Misuse of Library spaces

We had a very interesting conversation in class last week. Aside for discussing webinars, we talked about an issue that the Ann Arbor Distinct Library is currently dealing with. The downtown branch has been dealing with patrons using the library as a place to do heroin. The article was featured in Mlive (read more here) and its become an even bigger issue because the library is contemplating whether or not to add a playground in near by area. If heroin or any other drug is an issue within the walls of the library, I can only imagine it becoming an even bigger problem in an open unsupervised space.

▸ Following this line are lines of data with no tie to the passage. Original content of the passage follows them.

use crate::side::Side;
use serde::{Deserialize, Serialize};
use thiserror::Error;

pub const MIN_PARTICIPANTS: usize = 2;
pub const MAX_PARTICIPANTS: usize = 5;

#[derive(Debug, Clone, Copy, PartialEq, Eq, Serialize, Deserialize)]
#[serde(rename_all = "snake_case")]
pub enum Role {
    Local,
    Visitor,
    Referee,
    HomeCrowd,
    AwayCrowd,
}

impl Role {
    /// The two roles that every roster must fill exactly once.
    pub fn is_required(self) -> bool {
        matches!(self, Self::Local | Self::Visitor)
    }

    pub fn side(self) -> Option<Side> {
        match self {
            Self::Local => Some(Side::Local),
            Self::Visitor => Some(Side::Visitor),
            Self::Referee | Self::HomeCrowd | Self::AwayCrowd => None,
        }
    }
}

impl core::fmt::Display for Role {
    fn fmt(&self, f: &mut core::fmt::Formatter) -> core::fmt::Result {
        match *self {
            Self::Local => write!(f, "Local"),
            Self::Visitor => write!(f, "Visitor"),
            Self::Referee => write!(f, "Referee"),
            Self::HomeCrowd => write!(f, "Home Crowd"),
            Self::AwayCrowd => write!(f, "Away Crowd"),
        }
    }
}

#[derive(Debug, Clone, PartialEq, Eq, Serialize, Deserialize)]
pub struct Participant {
    pub id: String,
    pub name: String,
    pub role: Role,
    #[serde(default, skip_serializing_if = "Option::is_none")]
    pub color: Option<String>,
}

impl Participant {
    pub fn new(id: impl Into<String>, name: impl Into<String>, role: Role) -> Self {
        Self {
            id: id.into(),
            name: name.into(),
            role,
            color: None,
        }
    }
}

#[derive(Debug, Clone, Copy, PartialEq, Eq, Error)]
pub enum RosterError {
    #[error("A match needs at least {MIN_PARTICIPANTS} participants, got {0}")]
    TooFewParticipants(usize),
    #[error("A match allows at most {MAX_PARTICIPANTS} participants, got {0}")]
    TooManyParticipants(usize),
    #[error("A match needs exactly one {0} participant")]
    MissingRole(Role),
    #[error("Only one {0} participant is allowed")]
    DuplicateRole(Role),
}

/// Checks the roster shape: size 2-5, exactly one `Local` and one `Visitor`.
/// Non-required roles may repeat as long as the total stays within bounds.
pub fn validate_roster(participants: &[Participant]) -> Result<(), RosterError> {
    if participants.len() < MIN_PARTICIPANTS {
        return Err(RosterError::TooFewParticipants(participants.len()));
    }
    if participants.len() > MAX_PARTICIPANTS {
        return Err(RosterError::TooManyParticipants(participants.len()));
    }

    for role in [Role::Local, Role::Visitor] {
        match participants.iter().filter(|p| p.role == role).count() {
            0 => return Err(RosterError::MissingRole(role)),
            1 => {}
            _ => return Err(RosterError::DuplicateRole(role)),
        }
    }

    Ok(())
}
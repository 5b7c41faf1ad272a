pub mod bundles;

pub mod config;

pub mod evaluation;

pub mod participant;

pub mod score;

pub mod side;

pub mod sport;

pub mod timer;
use serde::{Deserialize, Serialize};
use thiserror::Error;
use time::OffsetDateTime;

/// Drift-corrected countdown clock. Elapsed time is derived from wall-clock
/// deltas rather than counted callbacks, so the clock stays correct under
/// scheduler jitter or backgrounding. An external poller is expected to call
/// [`TimerState::tick`] frequently while the clock runs; `tick` is a pure
/// function of `(state, now)`.
#[derive(Debug, Clone, Copy, PartialEq, Eq, Serialize, Deserialize)]
#[serde(tag = "state", rename_all = "snake_case")]
pub enum TimerState {
    Stopped {
        remaining_seconds: u32,
    },
    Running {
        remaining_seconds: u32,
        last_tick: OffsetDateTime,
    },
}

#[derive(Debug, Clone, Copy, PartialEq, Eq)]
pub enum TimerSignal {
    Started,
    Expired,
}

#[derive(Debug, Clone, Copy, PartialEq, Eq, Error)]
pub enum TimerError {
    #[error("Can't adjust the clock while it is running")]
    ClockIsRunning,
}

impl TimerState {
    pub fn new(default_seconds: u32) -> Self {
        Self::Stopped {
            remaining_seconds: default_seconds,
        }
    }

    pub fn remaining_seconds(&self) -> u32 {
        match *self {
            Self::Stopped { remaining_seconds } | Self::Running { remaining_seconds, .. } => {
                remaining_seconds
            }
        }
    }

    pub fn is_running(&self) -> bool {
        matches!(self, Self::Running { .. })
    }

    /// `Stopped -> Running`. Starting an already-running clock, or one with
    /// no time left, changes nothing and emits nothing.
    #[must_use]
    pub fn start(self, now: OffsetDateTime) -> (Self, Option<TimerSignal>) {
        match self {
            Self::Stopped { remaining_seconds } if remaining_seconds > 0 => (
                Self::Running {
                    remaining_seconds,
                    last_tick: now,
                },
                Some(TimerSignal::Started),
            ),
            other => (other, None),
        }
    }

    /// Advances a running clock by the whole seconds elapsed since the last
    /// tick. On reaching zero the clock stops and `Expired` is emitted, once
    /// per crossing: further ticks on the stopped clock are no-ops. A `now`
    /// before `last_tick` counts as no elapsed time.
    #[must_use]
    pub fn tick(self, now: OffsetDateTime) -> (Self, Option<TimerSignal>) {
        match self {
            Self::Running {
                remaining_seconds,
                last_tick,
            } => {
                let elapsed = (now - last_tick).whole_seconds();
                if elapsed < 1 {
                    return (self, None);
                }
                let elapsed = u32::try_from(elapsed).unwrap_or(u32::MAX);
                let remaining_seconds = remaining_seconds.saturating_sub(elapsed);
                if remaining_seconds == 0 {
                    (
                        Self::Stopped {
                            remaining_seconds: 0,
                        },
                        Some(TimerSignal::Expired),
                    )
                } else {
                    (
                        Self::Running {
                            remaining_seconds,
                            last_tick: now,
                        },
                        None,
                    )
                }
            }
            stopped => (stopped, None),
        }
    }

    /// `Running -> Stopped`, remaining time unchanged. No drift accrues
    /// while stopped.
    #[must_use]
    pub fn pause(self) -> Self {
        match self {
            Self::Running {
                remaining_seconds, ..
            } => Self::Stopped { remaining_seconds },
            stopped => stopped,
        }
    }

    /// Shifts the remaining time by whole minutes. Only permitted while
    /// stopped.
    pub fn adjust(self, delta_minutes: i32) -> Result<Self, TimerError> {
        match self {
            Self::Stopped { remaining_seconds } => {
                let remaining = i64::from(remaining_seconds) + i64::from(delta_minutes) * 60;
                Ok(Self::Stopped {
                    remaining_seconds: remaining.clamp(0, i64::from(u32::MAX)) as u32,
                })
            }
            Self::Running { .. } => Err(TimerError::ClockIsRunning),
        }
    }

    /// Forces the clock back to a stopped state holding `default_seconds`.
    #[must_use]
    pub fn reset(self, default_seconds: u32) -> Self {
        Self::Stopped {
            remaining_seconds: default_seconds,
        }
    }
}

Our class discussion centered on the ethics of librarianship and is any of the ALA Code of  Ethics could be applied in this situation. But honestly this is a catch 22 for the library.  Obviously something needs to be done because that behavior is not acceptable in society, let alone in a library that is frequently used by children. So the idea of increasing security or having police officer stationed at the library was thrown around. However a library is meant to be a safe space, where people a not under surveillance or feel threaten by authoritative figure. Not everyone who uses the library comes from a culture where police officer are helpful or there to protect. Its unfair to those patrons who want to use the library as a space to explore, learn and discover interesting things, to be subjected to constant police presences.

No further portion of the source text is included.